At the end, we did not turn our backs, but backed away with respect for the deceased, as the High Priest in the Temple did when leaving the Holy of Holies on Yom Kippur, lest he was struck dead.
The four-year-old silver Olds is in perfect shape, with 25,861 original miles. Each mile I made, he says triumphantly, is my own. The radio speaks of today, with the same radio voice, disregarding all his wishes. So he reaches from the seat box his “Chazoinem” tape with his favorite old cantors, masters of Yiddish mourning melodies and plaintive poetry. He then breathes, the deepest breath I have heard today, and drives back home. Back to Lodz. For my father does not live in America, never will. He lives in Past, Perpetual, home to memory, wailing at the Present, telling who is dead and what is dead.
He does not live in America, but in a place where Auschwitz will not happen. The Present jolts him awake from his truer dreams. My father wants to sleep.
Wow! A moving story to which my emotions respond at once. My parents have intentionally created for themselves, also, a universe apart, a folie a deux, a cloudcuckoo land walled with financial protections in which to hide out from the gritty realities of the era in which we are now living.
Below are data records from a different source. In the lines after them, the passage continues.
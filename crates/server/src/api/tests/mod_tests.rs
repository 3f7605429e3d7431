use super::*;
use async_trait::async_trait;
use shared::error::ValidationField;
use std::sync::Mutex;

#[derive(Debug, Clone, PartialEq, Eq)]
struct RecordedSeed {
    description: Option<String>,
    player_name: Option<String>,
}

struct RecordingEngine {
    fail_with: Option<EngineError>,
    seeds: Mutex<Vec<RecordedSeed>>,
}

impl RecordingEngine {
    fn ok() -> Self {
        Self {
            fail_with: None,
            seeds: Mutex::new(Vec::new()),
        }
    }

    fn failing(err: EngineError) -> Self {
        Self {
            fail_with: Some(err),
            seeds: Mutex::new(Vec::new()),
        }
    }
}

#[async_trait]
impl WorldEngine for RecordingEngine {
    fn name(&self) -> &'static str {
        "recording"
    }

    async fn generate(&self, seed: WorldSeed<'_>) -> Result<WorldResult, EngineError> {
        self.seeds.lock().expect("seeds lock").push(RecordedSeed {
            description: seed.description.map(str::to_string),
            player_name: seed.player_name.map(str::to_string),
        });
        if let Some(err) = &self.fail_with {
            return Err(err.clone());
        }
        Ok(WorldResult {
            world_description: "Dunes".to_string(),
            scenario_text: "A storm".to_string(),
            hints_for_image: None,
            player_name: seed.player_name.map(str::to_string),
        })
    }
}

fn context(engine: RecordingEngine) -> (ApiContext, Arc<RecordingEngine>) {
    let engine = Arc::new(engine);
    (
        ApiContext {
            engine: engine.clone(),
        },
        engine,
    )
}

#[tokio::test]
async fn create_passes_trimmed_seed_and_normalized_name() {
    let (ctx, engine) = context(RecordingEngine::ok());
    create_world(
        &ctx,
        WorldCreateRequest {
            description: "  Sky islands ".to_string(),
            player_name: Some("  ".to_string()),
        },
    )
    .await
    .expect("world");

    assert_eq!(
        *engine.seeds.lock().expect("seeds lock"),
        vec![RecordedSeed {
            description: Some("Sky islands".to_string()),
            player_name: None,
        }]
    );
}

#[tokio::test]
async fn short_description_is_rejected_before_generation() {
    let (ctx, engine) = context(RecordingEngine::ok());
    let err = create_world(
        &ctx,
        WorldCreateRequest {
            description: "ab".to_string(),
            player_name: None,
        },
    )
    .await
    .expect_err("validation");

    assert!(matches!(
        err,
        ApiFailure::Validation(ValidationError::TooShort {
            field: ValidationField::Description,
            ..
        })
    ));
    assert!(engine.seeds.lock().expect("seeds lock").is_empty());
}

#[tokio::test]
async fn random_has_no_description() {
    let (ctx, engine) = context(RecordingEngine::ok());
    let world = random_world(
        &ctx,
        WorldRandomRequest {
            player_name: Some(" Kai ".to_string()),
        },
    )
    .await
    .expect("world");

    assert_eq!(world.player_name.as_deref(), Some("Kai"));
    assert_eq!(
        engine.seeds.lock().expect("seeds lock")[0],
        RecordedSeed {
            description: None,
            player_name: Some("Kai".to_string()),
        }
    );
}

#[tokio::test]
async fn engine_failure_surfaces_its_detail() {
    let (ctx, _engine) = context(RecordingEngine::failing(EngineError::Malformed));
    let err = random_world(&ctx, WorldRandomRequest::default())
        .await
        .expect_err("engine failure");
    assert_eq!(err.body().detail, "AI response malformed");
}
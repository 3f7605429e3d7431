use serde::{Deserialize, Serialize};
use thiserror::Error;

/// Failure body returned by the generation service.
#[derive(Debug, Clone, PartialEq, Eq, Serialize, Deserialize)]
pub struct ErrorResponse {
    pub detail: String,
}

impl ErrorResponse {
    pub fn new(detail: impl Into<String>) -> Self {
        Self {
            detail: detail.into(),
        }
    }
}

#[derive(Debug, Clone, Copy, PartialEq, Eq, Serialize, Deserialize)]
#[serde(rename_all = "snake_case")]
pub enum ValidationField {
    Description,
    PlayerName,
}

#[derive(Debug, Clone, PartialEq, Eq, Error)]
pub enum ValidationError {
    #[error("{field:?} must be at least {min} characters")]
    TooShort { field: ValidationField, min: usize },
    #[error("{field:?} must be at most {max} characters")]
    TooLong { field: ValidationField, max: usize },
}

impl From<ValidationError> for ErrorResponse {
    fn from(value: ValidationError) -> Self {
        Self::new(value.to_string())
    }
}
I empathise with their desire, inasmuch as the traumas they underwent before constructing their protective cocoon together were irremediably grave and I feel they have every right to have effected their escape – notwithstanding that for a child to grow up with one foot in the parental fairyland and only one out there in the “real” world was, I confess, a profoundly destabilizing and disorienting experience which only decades of processring has resolved into a semblance of congruence. I am looking forward greatly to hearing your shiur at Kol Emeth this pm, which our mutual acquaintance, Dr. Tarnopolsky, has urged me to stay and listen to. I am invariably delighted to see you when you come in with your baby to get yourself a cup of coffee and a scone, sometimes, at Peet’s next to Piazza’s. Interested to see that you have been working in China – among the nations of the world China is one of my first and tenderest loves. And now it’s off to listen to the reading of Shemot! Shabbat shalom, Nathan!